Степан Медардович кивнул и продолжил.

– Я сидел молча и смотрел. Если честно, любовался виртуозной работой. К Скопину он их обыграл вчистую, мелочь медную из карманов заставил выгрести и выгнал. А потом рассортировал все деньги. Отделил и забрал, что проиграл вначале, отделил и отдал мне мой проигрыш, а остальное поделил пополам и половину отдал мне, – Степан Медардович усмехнулся. – Как компенсацию за моральный ущерб. И немного просветил. Что эти трое шулеры, а колода с крапом… Кстати, колоду он мне отдал на память. Лизанька, у меня в пиджаке, в кармане.

– Я сейчас принесу, – встала Елизавета Гермогеновна и вышла.

Когда за ней закрылась дверь, Степан Медардович быстро спросил, понизив голос.

– Татуировка, точка на верхней губе под носом, что это за знак?

– У кого он был?

– У Молодого. Андрей называл его петушком. Когда, судя по тону, оскорблял.

– Это и есть оскорбление. Это название… пассивного гомосексуалиста. И точка на губе… оказывает любые услуги, в том числе и сексуальные.

– Понятно, – кивнул Степан Медардович.

Захар брезгливо поморщился, а Роман передёрнул, как от озноба, плечами, но оба промолчали.

Вошла Елизавета Гермогеновна и положила на стол колоду.

– Вот.

Ярослав быстро, тасуя, просмотрел её и передал Захару и Роману.

– Профессионально сделано. У кого из трёх она была?

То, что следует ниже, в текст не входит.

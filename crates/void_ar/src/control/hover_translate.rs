//! Two-finger drag for a model hovering in front of the camera

use glam::{Vec2, Vec3};
use void_math::Plane;

use super::{ArControl, ControlState, PositionSmoother};
use crate::config::ArConfig;
use crate::context::{ControlInput, XrRenderContext};
use crate::gesture::Gesture;
use crate::placement::intersect_drag_plane;

/// Moves the model in a camera-facing plane through its current position,
/// following the midpoint of two fingers.
#[derive(Debug, Clone)]
pub struct HoverTranslateControl {
    state: ControlState,
    max_distance: f32,
    plane: Plane,
    grab_offset: Option<Vec3>,
    smoother: PositionSmoother,
}

impl HoverTranslateControl {
    pub fn new(config: &ArConfig) -> Self {
        Self {
            state: ControlState::new(),
            max_distance: config.max_drag_distance,
            plane: Plane::default(),
            grab_offset: None,
            smoother: PositionSmoother::new(config.translate_duration_ms),
        }
    }

    #[inline]
    pub fn drag_plane(&self) -> &Plane {
        &self.plane
    }

    pub fn target_position(&self) -> Vec3 {
        self.smoother.target()
    }
}

impl ArControl for HoverTranslateControl {
    fn enabled(&self) -> bool {
        self.state.enabled
    }

    fn active(&self) -> bool {
        self.state.active
    }

    fn enable(&mut self) {
        self.state.enabled = true;
    }

    fn disable(&mut self) {
        self.state.disable();
        self.grab_offset = None;
    }

    fn activate(&mut self, ctx: &XrRenderContext<'_>, gesture: Gesture) {
        if !self.state.activate() {
            return;
        }
        log::debug!("Hover translate activated by {:?}", gesture);

        let position = ctx.model.transform.position;
        self.plane = Plane::from_point_normal(position, -ctx.camera.forward());
        self.smoother.reset(position);
        self.grab_offset = None;
    }

    fn deactivate(&mut self) {
        self.state.active = false;
        self.grab_offset = None;
    }

    fn set_initial_pos(&mut self, _ctx: &XrRenderContext<'_>, _coords: &[Vec2]) {
        self.grab_offset = None;
    }

    fn process(&mut self, ctx: &XrRenderContext<'_>, input: &ControlInput) {
        if !self.state.is_running() || input.finger_count() < 2 {
            return;
        }
        let Some(center) = input.center() else {
            return;
        };
        let Some(point) = intersect_drag_plane(ctx.camera, center, &self.plane, self.max_distance) else {
            return;
        };

        let committed = self.smoother.target();
        let offset = *self.grab_offset.get_or_insert_with(|| committed - point);
        self.smoother.move_to(point + offset);
    }

    fn update(&mut self, ctx: &mut XrRenderContext<'_>, delta_ms: f32) {
        if !self.state.is_running() {
            return;
        }
        ctx.model.transform.position = self.smoother.update(delta_ms);
    }
}

#[cfg(test)]
mod tests {
    use super::*;
    use crate::context::{ArModel, ScreenSize};
    use approx::assert_relative_eq;
    use void_xr::{XrCamera, XrFrame};

    #[test]
    fn test_midpoint_drag_moves_in_view_plane() {
        let mut model = ArModel::default();
        model.transform.position = Vec3::new(0.0, 0.0, -1.0);
        let camera = XrCamera::default();
        let frame = XrFrame::new(0.0);
        let mut ctx = XrRenderContext::new(&mut model, &camera, &frame, ScreenSize::default(), 16.0);

        let mut control = HoverTranslateControl::new(&ArConfig::default());
        control.activate(&ctx, Gesture::TWO_FINGER_HORIZONTAL);

        let start = vec![Vec2::new(-0.1, 0.0), Vec2::new(0.1, 0.0)];
        control.process(&ctx, &ControlInput::new(start, None));
        let moved = vec![Vec2::new(0.2, 0.0), Vec2::new(0.4, 0.0)];
        control.process(&ctx, &ControlInput::new(moved, None));
        control.update(&mut ctx, 1000.0);

        let position = model.transform.position;
        assert!(position.x > 0.0);
        assert_relative_eq!(position.y, 0.0, epsilon = 1e-4);
        assert_relative_eq!(position.z, -1.0, epsilon = 1e-4);
    }

    #[test]
    fn test_single_finger_ignored() {
        let mut model = ArModel::default();
        model.transform.position = Vec3::new(0.0, 0.0, -1.0);
        let camera = XrCamera::default();
        let frame = XrFrame::new(0.0);
        let ctx = XrRenderContext::new(&mut model, &camera, &frame, ScreenSize::default(), 16.0);

        let mut control = HoverTranslateControl::new(&ArConfig::default());
        control.activate(&ctx, Gesture::TWO_FINGER);
        control.process(&ctx, &ControlInput::new(vec![Vec2::new(0.5, 0.5)], None));
        assert_eq!(control.target_position(), Vec3::new(0.0, 0.0, -1.0));
    }
}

– Принёс проводник. Я его давно знаю, Арсений, и Андрей мне сказал, что проводник всегда заодно с шулерами и даже указывает им потенциальные жертвы.

– Так и сказал? – улыбнулся Ярослав.

– Нет, он сказал: в доле и даёт наводку. На это моих знаний хватило. И вот кстати, Ярик, ещё в ресторане, я говорил о странностях, скорее, несовпадениях. Сказал, что репатриант, угнали ребёнком, а говорит совершенно чисто, без малейшего акцента. Представился рабочим в цеху, а речь вполне интеллигентная, словарный запас опять же скорее студенческий. Столичного гонора, правда, нет, но для провинциального института вполне приемлемо. И одет. Во всём джинсовом. Рубашка и брюки, новенькие, от Страуса, знаешь эту фирму?

– Конечно, – кивнул Ярослав. – Да, для репатрианта не характерно. А ещё что интересного вы заметили?

Степан Медардович немного смущённо улыбнулся и кивнул.

– Меня поразили его превращения. Наивный провинциал, неопытный, растерянный, даже трогательный, и вдруг… волк, настоящий матёрый волк, даже улыбка оскалом, а потом опять, но не мальчик, а опытный поживший мужчина, и в голосе… покровительство, как у наставника. И мгновенность переходов. Что это было, Ярик?

Ярослав задумчиво прикусил на мгновение губу.

– А как он… выглядел? Внешне?

– Ну, полный словесный портрет я не осилю, – усмехнулся Степан Медардович. – А в общем. Лет двадцать, не больше. Во всех обликах. Высокий белокурый, очень светлые, чуть золотистые кудри, аккуратная стрижка, без выкрутасов и наворотов… Про одежду я сказал. Тип… скорее смешана Коренная Русь с северо-западом. Если знаешь, был века три назад такой художник, Герхард Васильцев, ездил по России и писал только портреты, художественно малоценные, но этнографически точные. Вот у него я видел похожий тип. И… да, не само Поморье или Печера, а ещё западнее.

Ярослав кивнул.

– Первая нестыковка. Возраст и облик. Должно было… Лет сорок – сорок пять, малоподвижное лицо, очень бледное или красно-бурое, северного загара, хриплый сорванный голос, матерная ругань и блатной жаргон вместо речи, волосы очень короткие или вообще брит наголо, и татуировка – кольцо на пальце. Возможно и не одно.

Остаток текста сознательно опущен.